Make the Scorebox Your Powerhouse of Cricket Performance
With well sharpened pencils and unflinching concentration, the scorer is a cornerstone of cricket. What would we do without them?
Yet these days, a cricket team bent on success needs more than a tidy book.
Top club sides are looking increasingly professional: They have a coach who put them through sessions a couple of times a week. They have agreements with local gyms to handle cricket-specific strength and conditioning programmes. Pre-season training includes weeks of nets and several warm up matches.
Alongside this is the growing trend for analysis to aid with coaching and developing players. The old fashioned scorebook is no longer enough. We now not only want to know what happened, but how it happened.
Was that fifty a technical masterpiece against great bowling are a dirty across the line hacking display?
Did the spinner bowl well but all those drops prevented a five-fer?
How good was the keeper?
It's possible to record all this and much more so you have a total picture and a way to work on things at the training ground.
Record the match
Naturally, you still need to score the game, so add a task for someone to video the game alongside each ball. If your team has a coach, they are ideally placed to do it. But the scorer can also take charge.
Cameras are easy to obtain these days and there are even apps that tie each delivery video so you can easily check back.
The benefits of this simple change are huge.
Let me give you some examples:
- Strike rotation: The scorecard shows you lot of runs in boundaries but also face a lot of dots. This is especially true in the first 20 overs. You set a target of more singles in the first 120 balls.
- Control: Watch back the video to find out how many times those dots were good solid defence compared to playing and missing. For players who play and miss a lot, get into the nets to work on the type of bowling and shots that cause issues.

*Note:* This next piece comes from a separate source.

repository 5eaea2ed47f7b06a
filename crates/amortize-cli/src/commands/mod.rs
pub mod loan;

- Shot average: Batsmen know their averages, but do they know their shot averages? How many runs per wicket do you get with a drive compared to a cut or pull? Can you work on weaker shots or build stronger shots into super-strengths?

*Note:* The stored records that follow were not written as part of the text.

/// A single year in the amortization schedule.
#[derive(Debug, Clone, PartialEq, Serialize, Deserialize)]
pub struct AmortizationYear {
    /// 1-based year number.
    pub year: u32,
    /// Interest paid during the year, rounded to cents.
    pub interest: Money,
    /// Principal repaid during the year, rounded to cents.
    pub principal: Money,
    /// Outstanding principal at year end, rounded to cents, never negative.
    pub balance: Money,
    /// Payments aggregated into this entry. 12 except for a trailing
    /// partial year.
    pub months: u32,
}

// ---------------------------------------------------------------------------
// Public API
// ---------------------------------------------------------------------------

/// Compute the monthly payment, totals and yearly schedule for a loan.
pub fn calculate_loan(input: &LoanInput) -> AmortizeResult<LoanResult> {
    let term_months = validate_loan_input(input)?;
    let monthly_rate = input.monthly_rate();

    let monthly_payment = annuity_payment(input.amount, monthly_rate, term_months)?;

    // A zero-rate loan repays exactly the principal; avoid reintroducing the
    // remainder of amount / months through the multiplication.
    let total_payment = if monthly_rate.is_zero() {
        input.amount
    } else {
        monthly_payment
            .checked_mul(Decimal::from(term_months))
            .ok_or_else(|| AmortizeError::Overflow {
                context: "total payment".into(),
            })?
    };
    let total_interest = total_payment - input.amount;

    let amortization_schedule = if monthly_rate.is_zero() {
        build_straight_line_schedule(input.amount, input.years, term_months)
    } else {
        build_schedule(input.amount, monthly_rate, monthly_payment, term_months)?
    };

    debug!(
        "amortized {} at {}% over {} months: payment {}, interest {}",
        input.amount, input.rate, term_months, monthly_payment, total_interest
    );

    Ok(LoanResult {
        monthly_payment,
        total_payment,
        total_interest,
        amortization_schedule,
    })
}

/// [`calculate_loan`] wrapped in the standard computation envelope.
pub fn amortize_loan(input: &LoanInput) -> AmortizeResult<ComputationOutput<LoanResult>> {
    let start = Instant::now();
    let mut warnings: Vec<String> = Vec::new();

    let result = calculate_loan(input)?;

    if input.rate.is_zero() {
        warnings.push("Zero interest rate: payments repay principal only".into());
    }
    if let Some(last) = result.amortization_schedule.last() {
        if last.months < MONTHS_PER_YEAR {
            warnings.push(format!(
                "Final schedule year {} covers {} of 12 months",
                last.year, last.months
            ));
        }
    }

    let elapsed = start.elapsed().as_micros() as u64;
    Ok(with_metadata(METHODOLOGY, input, warnings, elapsed, result))
}

// ---------------------------------------------------------------------------
// Validation
// ---------------------------------------------------------------------------

/// Check the loan terms and return the term in months.
fn validate_loan_input(input: &LoanInput) -> AmortizeResult<u32> {
    if input.amount <= Decimal::ZERO {
        return Err(AmortizeError::InvalidAmount(input.amount));
    }
    if input.rate < Decimal::ZERO {
        return Err(AmortizeError::InvalidRate(input.rate));
    }
    if input.years <= Decimal::ZERO {
        return Err(AmortizeError::InvalidTerm {
            years: input.years,
            reason: "term must be positive".into(),
        });
    }
    if input.years > MAX_TERM_YEARS {
        return Err(AmortizeError::InvalidTerm {
            years: input.years,
            reason: format!("term cannot exceed {MAX_TERM_YEARS} years"),
        });
    }

    let months = input.years * MONTHS_PER_YEAR_DEC;
    if !months.fract().is_zero() {
        return Err(AmortizeError::InvalidTerm {
            years: input.years,
            reason: "term must be a whole number of months".into(),
        });
    }

    let term_months = months.to_u32().ok_or_else(|| AmortizeError::InvalidTerm {
        years: input.years,
        reason: "term in months is out of range".into(),
    })?;

    let within_precision = compound_factor(input.monthly_rate(), term_months)
        .map(|factor| factor <= MAX_COMPOUND_FACTOR)
        .unwrap_or(false);
    if !within_precision {
        return Err(AmortizeError::InvalidTerm {
            years: input.years,
            reason: format!(
                "{}% compounded monthly over this term exceeds a growth factor of {}",
                input.rate, MAX_COMPOUND_FACTOR
            ),
        });
    }

    Ok(term_months)
}

// ---------------------------------------------------------------------------
// Internal helpers
// ---------------------------------------------------------------------------

/// Walk the loan month by month, emitting one entry per 12 payments and a
/// final entry for any trailing partial year. The last payment retires
/// whatever balance remains.
fn build_schedule(
    amount: Money,
    monthly_rate: Rate,
    monthly_payment: Money,
    term_months: u32,
) -> AmortizeResult<Vec<AmortizationYear>> {
    let mut schedule = Vec::with_capacity(term_months.div_ceil(MONTHS_PER_YEAR) as usize);
    let mut balance = amount;
    let mut yearly_interest = Decimal::ZERO;
    let mut yearly_principal = Decimal::ZERO;
    let mut months_in_year = 0u32;

    for month in 1..=term_months {
        let interest_for_month =
            balance
                .checked_mul(monthly_rate)
                .ok_or_else(|| AmortizeError::Overflow {
                    context: format!("interest for month {month}"),
                })?;
        let principal_for_month = if month == term_months {
            balance
        } else {
            monthly_payment - interest_for_month
        };

        balance -= principal_for_month;
        yearly_interest += interest_for_month;
        yearly_principal += principal_for_month;
        months_in_year += 1;

        if month % MONTHS_PER_YEAR == 0 || month == term_months {
            schedule.push(AmortizationYear {
                year: month.div_ceil(MONTHS_PER_YEAR),
                interest: round_cents(yearly_interest),
                principal: round_cents(yearly_principal),
                balance: floor_at_zero(round_cents(balance)),
                months: months_in_year,
            });
            yearly_interest = Decimal::ZERO;
            yearly_principal = Decimal::ZERO;
            months_in_year = 0;
        }
    }

    Ok(schedule)
}

/// Zero-rate schedule: every full year repays `amount / years` and leaves
/// `amount - (amount / years) * i` outstanding, unrounded. A trailing
/// partial year repays the remainder.
fn build_straight_line_schedule(
    amount: Money,
    years: Years,
    term_months: u32,
) -> Vec<AmortizationYear> {
    let full_years = term_months / MONTHS_PER_YEAR;
    let trailing_months = term_months % MONTHS_PER_YEAR;
    let principal_per_year = amount / years;

    let mut schedule: Vec<AmortizationYear> = (1..=full_years)
        .map(|year| AmortizationYear {
            year,
            interest: Decimal::ZERO,
            principal: principal_per_year,
            balance: floor_at_zero(amount - principal_per_year * Decimal::from(year)),
            months: MONTHS_PER_YEAR,
        })
        .collect();

    if trailing_months > 0 {
        schedule.push(AmortizationYear {
            year: full_years + 1,
            interest: Decimal::ZERO,
            principal: floor_at_zero(amount - principal_per_year * Decimal::from(full_years)),
            balance: Decimal::ZERO,
            months: trailing_months,
        });
    }

    schedule
}

fn round_cents(value: Decimal) -> Decimal {
    value.round_dp_with_strategy(CENTS_DP, RoundingStrategy::MidpointAwayFromZero)
}

/// Clamp residual drift below zero (including -0.00) to zero.
fn floor_at_zero(value: Decimal) -> Decimal {
    if value > Decimal::ZERO {
        value
    } else {
        Decimal::ZERO
    }
}

#[cfg(test)]
mod tests {
    use super::*;
    use pretty_assertions::assert_eq;
    use rust_decimal_macros::dec;

    fn loan(amount: Decimal, rate: Decimal, years: Decimal) -> LoanInput {
        LoanInput::new(amount, rate, years)
    }

    #[test]
    fn test_monthly_rate_from_percent() {
        assert_eq!(loan(dec!(1000), dec!(6), dec!(1)).monthly_rate(), dec!(0.005));
        assert_eq!(loan(dec!(1000), dec!(12), dec!(1)).monthly_rate(), dec!(0.01));
    }

    #[test]
    fn test_validate_returns_term_months() {
        assert_eq!(validate_loan_input(&loan(dec!(1), dec!(5), dec!(30))).unwrap(), 360);
        assert_eq!(validate_loan_input(&loan(dec!(1), dec!(5), dec!(2.5))).unwrap(), 30);
        assert_eq!(validate_loan_input(&loan(dec!(1), dec!(5), dec!(0.25))).unwrap(), 3);
    }

    #[test]
    fn test_validate_rejects_partial_months() {
        let err = validate_loan_input(&loan(dec!(1000), dec!(5), dec!(1.05))).unwrap_err();
        match err {
            AmortizeError::InvalidTerm { years, reason } => {
                assert_eq!(years, dec!(1.05));
                assert!(reason.contains("whole number of months"));
            }
            other => panic!("Expected InvalidTerm, got {other:?}"),
        }
    }

    #[test]
    fn test_validate_rejects_excessive_term() {
        let err = validate_loan_input(&loan(dec!(1000), dec!(5), dec!(101))).unwrap_err();
        assert!(matches!(err, AmortizeError::InvalidTerm { .. }));
        assert!(validate_loan_input(&loan(dec!(1000), dec!(5), dec!(100))).is_ok());
    }

    #[test]
    fn test_validate_rejects_runaway_compounding() {
        // (1 + 1/12)^1200 is far past the growth factor cap, and past Decimal range
        let err = validate_loan_input(&loan(dec!(100000), dec!(100), dec!(100))).unwrap_err();
        match err {
            AmortizeError::InvalidTerm { years, reason } => {
                assert_eq!(years, dec!(100));
                assert!(reason.contains("growth factor"));
            }
            other => panic!("Expected InvalidTerm, got {other:?}"),
        }

        // 36% over 100 years compounds to ~2.5e15
        let err = validate_loan_input(&loan(dec!(100000), dec!(36), dec!(100))).unwrap_err();
        assert!(matches!(err, AmortizeError::InvalidTerm { .. }));
        assert!(validate_loan_input(&loan(dec!(100000), dec!(36), dec!(60))).is_ok());
    }

    #[test]
    fn test_round_cents_midpoint_away_from_zero() {
        assert_eq!(round_cents(dec!(1.005)), dec!(1.01));
        assert_eq!(round_cents(dec!(1.0049)), dec!(1.00));
        assert_eq!(round_cents(dec!(-1.005)), dec!(-1.01));
    }

    #[test]
    fn test_floor_at_zero_clears_negative_zero() {
        let rounded = round_cents(dec!(-0.0000001));
        let floored = floor_at_zero(rounded);
        assert_eq!(floored, Decimal::ZERO);
        assert!(!floored.is_sign_negative());
        assert_eq!(floored.to_string(), "0");
        assert_eq!(floor_at_zero(dec!(12.34)), dec!(12.34));
    }

    #[test]
    fn test_straight_line_schedule_emits_partial_year() {
        let schedule = build_straight_line_schedule(dec!(12000), dec!(2.5), 30);
        let months: Vec<u32> = schedule.iter().map(|y| y.months).collect();
        assert_eq!(months, vec![12, 12, 6]);
        assert_eq!(schedule[0].principal, dec!(4800));
        assert_eq!(schedule[1].balance, dec!(2400));
        assert_eq!(schedule[2].year, 3);
        assert_eq!(schedule[2].principal, dec!(2400));
        assert_eq!(schedule[2].balance, Decimal::ZERO);
    }

    #[test]
    fn test_build_schedule_last_payment_retires_balance() {
        // Underpay by a cent a month: the final payment absorbs the shortfall
        let payment = annuity_payment(dec!(1000), dec!(0.01), 12).unwrap() - dec!(0.01);
        let schedule = build_schedule(dec!(1000), dec!(0.01), payment, 12).unwrap();

        assert_eq!(schedule.len(), 1);
        assert_eq!(schedule[0].principal, dec!(1000));
        assert_eq!(schedule[0].balance, Decimal::ZERO);
    }

    #[test]
    fn test_amortize_loan_envelope_warnings() {
        let out = amortize_loan(&loan(dec!(12000), dec!(0), dec!(2.5))).unwrap();
        assert_eq!(out.methodology, METHODOLOGY);
        assert_eq!(out.warnings.len(), 2);
        assert!(out.warnings[0].contains("Zero interest rate"));
        assert!(out.warnings[1].contains("covers 6 of 12 months"));
        assert_eq!(out.assumptions["amount"], "12000");
    }

    #[test]
    fn test_amortize_loan_no_warnings_for_standard_loan() {
        let out = amortize_loan(&loan(dec!(200000), dec!(4.5), dec!(15))).unwrap();
        assert!(out.warnings.is_empty());
        assert_eq!(out.result.amortization_schedule.len(), 15);
    }
}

- Bowling technique: Does bowling technique change during a spell as the bowler gets tired? If so, does accuracy decline with it? You can find out by watching the video back then helping the bowling improve their fitness levels to reduce the chance of technical breakdown.
Imagine how much more effective you can be with this kind of focused analysis.
A few years ago this would have been impossible. Today it's affordable and simple. However, with clubs and schools still catching on to the power of match analysis, now is the time to get the edge your team needs to iron out problems and improve strengths to make your championship run a realistic aim.